Australian publican and entrepreneur (1912–2006)

Mayse Young OAM (19 July 1912 – 20 March 2006) was an Australian outback publican and a pioneer of the Northern Territory's hospitality industry. She ran pubs in Pine Creek, Katherine and Darwin.

== Early life ==

Young was born in North Queensland to parents George and Elizabeth Dowling. Her siblings names were Ted, Jim and Ethel. Her father was a ganger on the railways and worked throughout the state and this meant that her childhood was somewhat itinerant and that the family travelled regularly – from job to job. Times were tough and Young did not have a pair of shoes until she was 11 years old and attended school only when there was one available nearby.

== Life in the Northern Territory ==
In 1927 the family moved to the Northern Territory and soon after built the Pine Creek Hotel, in Pine Creek, in the 1930s. While the pub was under construction the family lived in a tent nearby. When the pub was constructed Mayse later wrote:
After living in a tent all my life it seemed like a palace. We wandered around in amazement, becoming adjusted to the fact that we now had such luxuries as real beds. Mum even had a stove to cook on, instead of billy cans and camp ovens.

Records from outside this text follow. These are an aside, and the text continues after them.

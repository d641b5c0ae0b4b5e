//! Exchange rate tables and snapshots.

use std::collections::BTreeMap;

use chrono::{DateTime, Utc};

use crate::currency::CurrencyCode;

/// Rate applied to any code missing from a table.
pub const DEFAULT_RATE: f64 = 1.0;

/// Pivot-relative exchange rates: `1 pivot = rate units` of each currency.
///
/// The pivot entry is always exactly `1.0`; constructors inject or overwrite
/// it. Non-finite and non-positive rates never enter the table.
#[derive(Debug, Clone, PartialEq)]
pub struct ExchangeRateTable {
    pivot: CurrencyCode,
    rates: BTreeMap<CurrencyCode, f64>,
}

impl ExchangeRateTable {
    /// A table holding only the pivot.
    pub fn pivot_only(pivot: CurrencyCode) -> Self {
        let mut rates = BTreeMap::new();
        rates.insert(pivot.clone(), DEFAULT_RATE);
        Self { pivot, rates }
    }

    /// Build a table from raw entries.
    ///
    /// Invalid rates are skipped and the pivot is forced to `1.0`.
    pub fn new<I, K>(pivot: CurrencyCode, entries: I) -> Self
    where
        I: IntoIterator<Item = (K, f64)>,
        K: Into<CurrencyCode>,
    {
        let mut rates: BTreeMap<CurrencyCode, f64> = entries
            .into_iter()
            .map(|(code, rate)| (code.into(), rate))
            .filter(|(_, rate)| is_valid_rate(*rate))
            .collect();
        rates.insert(pivot.clone(), DEFAULT_RATE);
        Self { pivot, rates }
    }

    /// Parse a persisted table: a flat JSON object of code to number.
    pub fn from_json(pivot: CurrencyCode, json: &str) -> Result<Self, serde_json::Error> {
        let raw: BTreeMap<CurrencyCode, f64> = serde_json::from_str(json)?;
        Ok(Self::new(pivot, raw))
    }

    /// Serialize to the persisted flat JSON object form.
    pub fn to_json(&self) -> Result<String, serde_json::Error> {
        serde_json::to_string(&self.rates)
    }

    /// The pivot code.
    pub fn pivot(&self) -> &CurrencyCode {
        &self.pivot
    }

    /// Raw lookup. `None` when the code is absent. Codes match case-insensitively.
    pub fn get(&self, code: &str) -> Option<f64> {
        self.rates.get(&CurrencyCode::new(code)).copied()
    }

    /// Total lookup: the listed rate, or [`DEFAULT_RATE`] for unknown codes.
    pub fn rate(&self, code: &str) -> f64 {
        let code = CurrencyCode::new(code);
        if self.pivot == code {
            return DEFAULT_RATE;
        }
        match self.rates.get(&code) {
            Some(rate) => *rate,
            None => DEFAULT_RATE,
        }
    }

    pub fn contains(&self, code: &str) -> bool {
        self.rates.contains_key(&CurrencyCode::new(code))
    }

    /// Iterate entries in code order, pivot included.
    pub fn iter(&self) -> impl Iterator<Item = (&CurrencyCode, f64)> {
        self.rates.iter().map(|(code, rate)| (code, *rate))
    }

    /// Number of entries, pivot included.
    pub fn len(&self) -> usize {
        self.rates.len()
    }

    /// True when nothing but the pivot is known.
    pub fn is_pivot_only(&self) -> bool {
        self.rates.len() == 1
    }

    pub fn is_empty(&self) -> bool {
        self.rates.is_empty()
    }
}

/// Whether a value may be used as a rate.
pub fn is_valid_rate(rate: f64) -> bool {
    rate.is_finite() && rate > 0.0
}

/// A rate table together with when it was fetched.
#[derive(Debug, Clone, PartialEq)]
pub struct RateSnapshot {
    /// The rates.
    pub table: ExchangeRateTable,
    /// Time of the fetch that produced the table, if any ever succeeded.
    pub fetched_at: Option<DateTime<Utc>>,
}

impl RateSnapshot {
    /// Create a new snapshot.
    pub fn new(table: ExchangeRateTable, fetched_at: Option<DateTime<Utc>>) -> Self {
        Self { table, fetched_at }
    }

    /// The snapshot used before anything has been loaded or fetched.
    pub fn empty(pivot: CurrencyCode) -> Self {
        Self {
            table: ExchangeRateTable::pivot_only(pivot),
            fetched_at: None,
        }
    }

    /// The pivot code of the underlying table.
    pub fn pivot(&self) -> &CurrencyCode {
        self.table.pivot()
    }

    /// Rate for a code, defaulting to `1.0` when unknown.
    pub fn rate(&self, code: &str) -> f64 {
        self.table.rate(code)
    }

    /// Whether any fetch has ever succeeded for this snapshot.
    pub fn has_fetched(&self) -> bool {
        self.fetched_at.is_some()
    }
}

/// Wire shape of a persisted fetch timestamp.
#[derive(Debug, Clone, Copy, PartialEq, Eq)]
pub struct FetchTimestamp(pub DateTime<Utc>);

impl FetchTimestamp {
    /// Render as an RFC 3339 string.
    pub fn to_rfc3339(&self) -> String {
        self.0.to_rfc3339_opts(chrono::SecondsFormat::Millis, true)
    }

    /// Parse an RFC 3339 / ISO-8601 string.
    pub fn parse(s: &str) -> Result<Self, chrono::ParseError> {
        Ok(Self(DateTime::parse_from_rfc3339(s.trim())?.with_timezone(&Utc)))
    }
}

She became known there as a generous and friendly spirit with a good sense of humour. It is said that she was able to connect with all the visitors at the pub. She was 'Mum' to hundreds of stockmen, miners and drifters for who her hotel was the best drinking hole on the track.

In 1933 Young married Joe "Bogga" Young who worked in construction and they first lived together at Spring Hill mine near Pine Creek.

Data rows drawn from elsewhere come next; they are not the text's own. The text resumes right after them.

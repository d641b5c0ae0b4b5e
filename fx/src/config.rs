//! Engine configuration.

use std::collections::HashSet;
use std::path::PathBuf;
use std::time::Duration;

use finmate_common::Grouping;
use tracing::warn;

/// Rate feed settings.
#[derive(Debug, Clone)]
pub struct FeedConfig {
    /// Base URL; the pivot code is appended as the last path segment.
    pub base_url: String,
    /// Per-request timeout.
    pub timeout: Duration,
    /// User agent sent with each request.
    pub user_agent: String,
}

impl Default for FeedConfig {
    fn default() -> Self {
        Self {
            base_url: "https://api.exchangerate-api.com/v4/latest".to_string(),
            timeout: Duration::from_secs(10),
            user_agent: concat!("finmate-fx/", env!("CARGO_PKG_VERSION")).to_string(),
        }
    }
}

/// Keys under which engine state is persisted.
#[derive(Debug, Clone, PartialEq, Eq)]
pub struct StorageKeys {
    /// Selected currency code.
    pub selected_currency: String,
    /// Serialized rate table.
    pub rates: String,
    /// Serialized fetch timestamp.
    pub rates_updated: String,
}

impl Default for StorageKeys {
    fn default() -> Self {
        Self {
            selected_currency: "@finmate_currency".to_string(),
            rates: "@finmate_exchange_rates".to_string(),
            rates_updated: "@finmate_rates_updated".to_string(),
        }
    }
}

/// Storage settings.
#[derive(Debug, Clone, Default)]
pub struct StorageConfig {
    /// File backing the store. `None` keeps state in memory only.
    pub path: Option<PathBuf>,
    /// Storage keys.
    pub keys: StorageKeys,
}

/// Main engine configuration.
#[derive(Debug, Clone, Default)]
pub struct FxConfig {
    /// Rate feed settings.
    pub feed: FeedConfig,
    /// Storage settings.
    pub storage: StorageConfig,
    /// Digit grouping for formatted amounts.
    pub grouping: Grouping,
}

impl FxConfig {
    /// Load configuration from environment variables.
    pub fn from_env() -> Self {
        let mut config = Self::default();

        if let Ok(url) = std::env::var("FINMATE_RATES_URL") {
            config.feed.base_url = url;
        }

        if let Ok(secs) = std::env::var("FINMATE_HTTP_TIMEOUT_SECS") {
            match secs.parse() {
                Ok(secs) => config.feed.timeout = Duration::from_secs(secs),
                Err(_) => warn!(value = %secs, "Ignoring invalid FINMATE_HTTP_TIMEOUT_SECS"),
            }
        }

        if let Ok(path) = std::env::var("FINMATE_STORE_PATH") {
            config.storage.path = Some(PathBuf::from(path));
        }

        if let Ok(grouping) = std::env::var("FINMATE_NUMBER_GROUPING") {
            match grouping.parse() {
                Ok(grouping) => config.grouping = grouping,
                Err(e) => warn!(error = %e, "Ignoring invalid FINMATE_NUMBER_GROUPING"),
            }
        }

        config
    }

    /// Validate configuration.
    pub fn validate(&self) -> Result<(), String> {
        if self.feed.base_url.trim().is_empty() {
            return Err("Rate feed URL cannot be empty".to_string());
        }

        if self.feed.timeout.is_zero() {
            return Err("Rate feed timeout cannot be zero".to_string());
        }

        let keys = &self.storage.keys;
        let all = [&keys.selected_currency, &keys.rates, &keys.rates_updated];
        if all.iter().any(|k| k.is_empty()) {
            return Err("Storage keys cannot be empty".to_string());
        }
        if all.iter().collect::<HashSet<_>>().len() != all.len() {
            return Err("Storage keys must be distinct".to_string());
        }

        Ok(())
    }
}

During World War II she was evacuated by air on 31 December 1941 to South Australia and she was soon after joined by her husband. They spent the remainder of the war running a hotel at Crystal Brook. On their return to Pine Creek after the war they found that the pub had been used as a soldiers recreation hall and was stripped and derelict.

She showed good business sense and, from 1950 on, owned and operated pubs in Darwin (The Seabreeze, which was destroyed in Cyclone Tracy) and Katherine (the Commercial Hotel and the Katherine Hotel); as well as taking over the management of the Pine Creek Hotel. She was also involved in the pastoral industry and owned a number of cattle stations. She did this all while raising 7 children.

In 1991 she published her autobiography: No Place for a Woman; this was a nod to her life as the ‘odd woman out’ – living in places that were mostly made up of men. This was co-authored by journalist and film producer Gabrielle Dalton.

Young was awarded the Medal of the Order of Australia for her service to the community in 1994.

Young died on 20 March 2006 at the age of 93.

== Resources ==
A collection of her photographs were donated by Young to Library & Archives NT and are available in full online; many of these images document the pioneering days of aviation, a field of special interest to Young.